━━━ Data supplied
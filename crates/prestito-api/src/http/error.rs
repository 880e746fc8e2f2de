//! Application error type mapping to HTTP status codes and envelope format.

use axum::http::StatusCode;
use axum::response::{IntoResponse, Response};
use serde_json::json;

/// Application-level error that maps to HTTP responses.
#[derive(Debug)]
pub enum AppError {
    /// Authentication failure.
    Unauthorized(String),
    /// Validation error.
    Validation(String),
    /// Generic internal error.
    Internal(String),
}

impl IntoResponse for AppError {
    fn into_response(self) -> Response {
        let (status, code, message) = match self {
            AppError::Unauthorized(msg) => (StatusCode::UNAUTHORIZED, "UNAUTHORIZED", msg),
            AppError::Validation(msg) => (StatusCode::BAD_REQUEST, "VALIDATION_ERROR", msg),
            AppError::Internal(msg) => {
                (StatusCode::INTERNAL_SERVER_ERROR, "INTERNAL_ERROR", msg)
            }
        };

        let body = json!({
            "data": null,
            "meta": {
                "timestamp": chrono::Utc::now().to_rfc3339(),
            },
            "errors": [{
                "code": code,
                "message": message,
            }]
        });

        (
            status,
            [(axum::http::header::CONTENT_TYPE, "application/json")],
            body.to_string(),
        )
            .into_response()
    }
}
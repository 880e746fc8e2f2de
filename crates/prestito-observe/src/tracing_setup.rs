//! Tracing subscriber initialization.
//!
//! # Usage
//!
//! ```no_run
//! // Structured logging only, default filter "info"
//! prestito_observe::init_tracing("info", false).unwrap();
//!
//! // With OpenTelemetry export to stdout (for local development)
//! prestito_observe::init_tracing("debug", true).unwrap();
//! ```

use opentelemetry::trace::TracerProvider as _;
use opentelemetry_sdk::trace::SdkTracerProvider;
use tracing_subscriber::EnvFilter;
use tracing_subscriber::layer::SubscriberExt;
use tracing_subscriber::util::SubscriberInitExt;

use std::sync::OnceLock;

/// Stores the OTel tracer provider so it can be shut down cleanly on exit.
static TRACER_PROVIDER: OnceLock<SdkTracerProvider> = OnceLock::new();

/// Initialize the global tracing subscriber.
///
/// - Always installs a structured `fmt` layer.
/// - `RUST_LOG` takes priority over `default_filter` when set.
/// - When `enable_otel` is true, additionally bridges tracing spans to
///   OpenTelemetry using a stdout exporter (suitable for local
///   development; swap the exporter for OTLP in production).
///
/// # Errors
///
/// Returns an error if the global subscriber has already been set.
pub fn init_tracing(
    default_filter: &str,
    enable_otel: bool,
) -> Result<(), Box<dyn std::error::Error>> {
    let fmt_layer = tracing_subscriber::fmt::layer().with_target(false);

    let env_filter = EnvFilter::try_from_default_env()
        .unwrap_or_else(|_| EnvFilter::new(default_filter));

    if enable_otel {
        let provider = SdkTracerProvider::builder()
            .with_simple_exporter(opentelemetry_stdout::SpanExporter::default())
            .build();
        let tracer = provider.tracer("prestito");
        let otel_layer = tracing_opentelemetry::layer().with_tracer(tracer);

        // Store the provider for shutdown and register it globally.
        let _ = TRACER_PROVIDER.set(provider.clone());
        opentelemetry::global::set_tracer_provider(provider);

        tracing_subscriber::registry()
            .with(env_filter)
            .with(fmt_layer)
            .with(otel_layer)
            .try_init()?;
    } else {
        tracing_subscriber::registry()
            .with(env_filter)
            .with(fmt_layer)
            .try_init()?;
    }

    Ok(())
}

/// Flush pending traces and shut down the OpenTelemetry tracer provider.
///
/// Safe to call even when OTel was not enabled (no-op in that case).
pub fn shutdown_tracing() {
    if let Some(provider) = TRACER_PROVIDER.get() {
        if let Err(e) = provider.shutdown() {
            eprintln!("Warning: OTel tracer provider shutdown error: {e}");
        }
    }
}
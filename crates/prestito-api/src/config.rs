//! Configuration loader.
//!
//! Reads `config.toml` and deserializes it into
//! [`prestito_types::config::BotConfig`]. Falls back to defaults when the
//! file is missing or malformed -- the bot must come up with an empty
//! working directory. The transport API token is environment-provided
//! (`PRESTITO_API_TOKEN`) and never read from the file.

use prestito_types::config::BotConfig;
use secrecy::SecretString;

use std::path::Path;

/// Environment variable holding the transport bearer token.
pub const API_TOKEN_ENV: &str = "PRESTITO_API_TOKEN";

/// Load configuration from `path`.
///
/// - Missing file: returns [`BotConfig::default()`] quietly.
/// - Unreadable or unparsable file: logs a warning, returns the default.
pub async fn load_config(path: &Path) -> BotConfig {
    let content = match tokio::fs::read_to_string(path).await {
        Ok(content) => content,
        Err(err) if err.kind() == std::io::ErrorKind::NotFound => {
            tracing::debug!("no config file at {}, using defaults", path.display());
            return BotConfig::default();
        }
        Err(err) => {
            tracing::warn!("failed to read {}: {err}, using defaults", path.display());
            return BotConfig::default();
        }
    };

    match toml::from_str::<BotConfig>(&content) {
        Ok(config) => config,
        Err(err) => {
            tracing::warn!("failed to parse {}: {err}, using defaults", path.display());
            BotConfig::default()
        }
    }
}

/// Read the transport token from the environment, if configured.
pub fn api_token_from_env() -> Option<SecretString> {
    std::env::var(API_TOKEN_ENV)
        .ok()
        .filter(|token| !token.is_empty())
        .map(SecretString::from)
}
//! Primitive draw commands and the signature-block geometry.
//!
//! `DrawCmd` is the whole vocabulary the PDF backend understands: text at
//! a position, a stroked line, an image in a rectangle. Coordinates are
//! PDF points with the origin at the bottom-left of the page.

/// Which registered image asset an [`DrawCmd::Image`] refers to.
#[derive(Debug, Clone, Copy, PartialEq, Eq, Hash)]
pub enum ImageSlot {
    Logo,
    Signature,
    Stamp,
}

/// One primitive drawing operation.
#[derive(Debug, Clone, PartialEq)]
pub enum DrawCmd {
    Text {
        x: f32,
        y: f32,
        size: f32,
        bold: bool,
        text: String,
    },
    Line {
        x1: f32,
        y1: f32,
        x2: f32,
        y2: f32,
        width: f32,
    },
    Image {
        slot: ImageSlot,
        x: f32,
        y: f32,
        width: f32,
        height: f32,
    },
}

/// An image already resolved to target dimensions (points), aspect ratio
/// applied by the caller from the source asset.
#[derive(Debug, Clone, Copy, PartialEq)]
pub struct PlacedImage {
    pub slot: ImageSlot,
    pub width: f32,
    pub height: f32,
}

/// Gap between the label text and the start of the signature line.
const LABEL_GAP: f32 = 6.0;

/// Clearance between the stamp and the right end of the line.
const STAMP_RIGHT_PAD: f32 = 2.0;

/// Build the draw commands for one signature block.
///
/// Layout: a bold label at `(x, baseline_y)`, then a horizontal rule from
/// just after the label to `x + available_width`. The optional signature
/// image is centered on the rule, both horizontally and vertically; the
/// optional stamp sits near the rule's right edge, raised or lowered by
/// `stamp_y_offset`. Absent images simply produce no commands.
pub fn signature_commands(
    label: &str,
    x: f32,
    baseline_y: f32,
    available_width: f32,
    label_width: f32,
    size: f32,
    signature: Option<PlacedImage>,
    stamp: Option<PlacedImage>,
    stamp_y_offset: f32,
) -> Vec<DrawCmd> {
    let mut commands = vec![DrawCmd::Text {
        x,
        y: baseline_y,
        size,
        bold: true,
        text: label.to_string(),
    }];

    let line_start = x + label_width + LABEL_GAP;
    let line_end = x + available_width;
    if line_end <= line_start {
        // Label ate the whole width; nothing to rule or decorate.
        return commands;
    }

    commands.push(DrawCmd::Line {
        x1: line_start,
        y1: baseline_y,
        x2: line_end,
        y2: baseline_y,
        width: 0.75,
    });

    if let Some(img) = signature {
        let line_len = line_end - line_start;
        commands.push(DrawCmd::Image {
            slot: img.slot,
            x: line_start + (line_len - img.width) / 2.0,
            y: baseline_y - img.height / 2.0,
            width: img.width,
            height: img.height,
        });
    }

    if let Some(img) = stamp {
        commands.push(DrawCmd::Image {
            slot: img.slot,
            x: line_end - img.width - STAMP_RIGHT_PAD,
            y: baseline_y - img.height / 2.0 + stamp_y_offset,
            width: img.width,
            height: img.height,
        });
    }

    commands
}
━━━━━━
Among the entries above, the lines between the ones containing "use opentelemetry_sdk::trace::SdkTracerProvider;" and "static TRACER_PROVIDER: OnceLock<SdkTracerProvider>", inclusive, are to be transcribed exactly. No other line is to be given.

use opentelemetry_sdk::trace::SdkTracerProvider;
use tracing_subscriber::EnvFilter;
use tracing_subscriber::layer::SubscriberExt;
use tracing_subscriber::util::SubscriberInitExt;

use std::sync::OnceLock;

/// Stores the OTel tracer provider so it can be shut down cleanly on exit.
static TRACER_PROVIDER: OnceLock<SdkTracerProvider> = OnceLock::new();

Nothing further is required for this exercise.